Your response should consist of every line below, reproduced without alteration.

-------- Information supplied --------

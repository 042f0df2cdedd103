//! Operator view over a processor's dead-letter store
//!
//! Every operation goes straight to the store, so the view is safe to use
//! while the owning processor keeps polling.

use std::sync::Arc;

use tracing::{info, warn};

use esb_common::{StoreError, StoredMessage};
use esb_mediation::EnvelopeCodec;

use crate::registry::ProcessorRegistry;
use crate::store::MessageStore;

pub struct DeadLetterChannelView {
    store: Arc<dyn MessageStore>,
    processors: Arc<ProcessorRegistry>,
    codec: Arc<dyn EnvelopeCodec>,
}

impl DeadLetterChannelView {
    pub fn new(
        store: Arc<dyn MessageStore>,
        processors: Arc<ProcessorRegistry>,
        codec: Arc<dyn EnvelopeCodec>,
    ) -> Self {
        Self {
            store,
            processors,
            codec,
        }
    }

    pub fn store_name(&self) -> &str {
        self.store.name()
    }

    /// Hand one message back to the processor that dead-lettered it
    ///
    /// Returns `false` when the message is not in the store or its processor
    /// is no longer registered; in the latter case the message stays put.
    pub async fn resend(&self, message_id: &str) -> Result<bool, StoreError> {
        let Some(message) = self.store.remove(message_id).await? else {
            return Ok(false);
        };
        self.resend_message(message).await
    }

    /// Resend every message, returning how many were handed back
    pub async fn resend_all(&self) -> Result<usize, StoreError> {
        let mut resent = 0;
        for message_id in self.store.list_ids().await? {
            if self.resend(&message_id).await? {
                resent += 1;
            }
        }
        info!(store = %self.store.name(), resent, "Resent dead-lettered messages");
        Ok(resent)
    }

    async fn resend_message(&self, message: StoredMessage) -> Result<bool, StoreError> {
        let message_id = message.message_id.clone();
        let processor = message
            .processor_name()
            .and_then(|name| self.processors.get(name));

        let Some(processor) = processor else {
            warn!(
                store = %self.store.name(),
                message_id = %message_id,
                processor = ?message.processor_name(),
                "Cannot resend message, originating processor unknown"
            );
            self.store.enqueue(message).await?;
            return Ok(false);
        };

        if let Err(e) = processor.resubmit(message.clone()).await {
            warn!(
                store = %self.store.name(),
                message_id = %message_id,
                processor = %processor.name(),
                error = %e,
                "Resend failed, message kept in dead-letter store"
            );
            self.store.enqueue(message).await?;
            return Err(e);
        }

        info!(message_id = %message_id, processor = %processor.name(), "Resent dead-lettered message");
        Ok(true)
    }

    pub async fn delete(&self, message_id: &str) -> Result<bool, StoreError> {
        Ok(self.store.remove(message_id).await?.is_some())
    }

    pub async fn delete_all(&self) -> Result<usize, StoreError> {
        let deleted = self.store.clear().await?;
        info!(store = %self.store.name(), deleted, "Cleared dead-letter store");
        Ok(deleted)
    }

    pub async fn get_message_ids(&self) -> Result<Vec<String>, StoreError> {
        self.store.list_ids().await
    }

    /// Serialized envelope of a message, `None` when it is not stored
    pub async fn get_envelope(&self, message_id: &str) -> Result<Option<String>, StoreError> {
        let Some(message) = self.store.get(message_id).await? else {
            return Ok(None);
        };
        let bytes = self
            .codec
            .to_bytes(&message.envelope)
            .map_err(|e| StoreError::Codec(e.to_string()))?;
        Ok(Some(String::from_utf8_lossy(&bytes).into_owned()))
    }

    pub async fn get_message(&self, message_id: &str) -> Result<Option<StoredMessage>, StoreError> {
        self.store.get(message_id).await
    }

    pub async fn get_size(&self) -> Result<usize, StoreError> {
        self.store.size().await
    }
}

--------

▸ **Reply**
repository 042f0df2cdedd103
//! Operator view over a processor's dead-letter store
//!
//! Every operation goes straight to the store, so the view is safe to use
//! while the owning processor keeps polling.

use std::sync::Arc;

use tracing::{info, warn};

use esb_common::{StoreError, StoredMessage};
use esb_mediation::EnvelopeCodec;

use crate::registry::ProcessorRegistry;
use crate::store::MessageStore;

pub struct DeadLetterChannelView {
    store: Arc<dyn MessageStore>,
    processors: Arc<ProcessorRegistry>,
    codec: Arc<dyn EnvelopeCodec>,
}

impl DeadLetterChannelView {
    pub fn new(
        store: Arc<dyn MessageStore>,
        processors: Arc<ProcessorRegistry>,
        codec: Arc<dyn EnvelopeCodec>,
    ) -> Self {
        Self {
            store,
            processors,
            codec,
        }
    }

    pub fn store_name(&self) -> &str {
        self.store.name()
    }

    /// Hand one message back to the processor that dead-lettered it
    ///
    /// Returns `false` when the message is not in the store or its processor
    /// is no longer registered; in the latter case the message stays put.
    pub async fn resend(&self, message_id: &str) -> Result<bool, StoreError> {
        let Some(message) = self.store.remove(message_id).await? else {
            return Ok(false);
        };
        self.resend_message(message).await
    }

    /// Resend every message, returning how many were handed back
    pub async fn resend_all(&self) -> Result<usize, StoreError> {
        let mut resent = 0;
        for message_id in self.store.list_ids().await? {
            if self.resend(&message_id).await? {
                resent += 1;
            }
        }
        info!(store = %self.store.name(), resent, "Resent dead-lettered messages");
        Ok(resent)
    }

    async fn resend_message(&self, message: StoredMessage) -> Result<bool, StoreError> {
        let message_id = message.message_id.clone();
        let processor = message
            .processor_name()
            .and_then(|name| self.processors.get(name));

        let Some(processor) = processor else {
            warn!(
                store = %self.store.name(),
                message_id = %message_id,
                processor = ?message.processor_name(),
                "Cannot resend message, originating processor unknown"
            );
            self.store.enqueue(message).await?;
            return Ok(false);
        };

        if let Err(e) = processor.resubmit(message.clone()).await {
            warn!(
                store = %self.store.name(),
                message_id = %message_id,
                processor = %processor.name(),
                error = %e,
                "Resend failed, message kept in dead-letter store"
            );
            self.store.enqueue(message).await?;
            return Err(e);
        }

        info!(message_id = %message_id, processor = %processor.name(), "Resent dead-lettered message");
        Ok(true)
    }

    pub async fn delete(&self, message_id: &str) -> Result<bool, StoreError> {
        Ok(self.store.remove(message_id).await?.is_some())
    }

    pub async fn delete_all(&self) -> Result<usize, StoreError> {
        let deleted = self.store.clear().await?;
        info!(store = %self.store.name(), deleted, "Cleared dead-letter store");
        Ok(deleted)
    }

    pub async fn get_message_ids(&self) -> Result<Vec<String>, StoreError> {
        self.store.list_ids().await
    }

    /// Serialized envelope of a message, `None` when it is not stored
    pub async fn get_envelope(&self, message_id: &str) -> Result<Option<String>, StoreError> {
        let Some(message) = self.store.get(message_id).await? else {
            return Ok(None);
        };
        let bytes = self
            .codec
            .to_bytes(&message.envelope)
            .map_err(|e| StoreError::Codec(e.to_string()))?;
        Ok(Some(String::from_utf8_lossy(&bytes).into_owned()))
    }

    pub async fn get_message(&self, message_id: &str) -> Result<Option<StoredMessage>, StoreError> {
        self.store.get(message_id).await
    }

    pub async fn get_size(&self) -> Result<usize, StoreError> {
        self.store.size().await
    }
}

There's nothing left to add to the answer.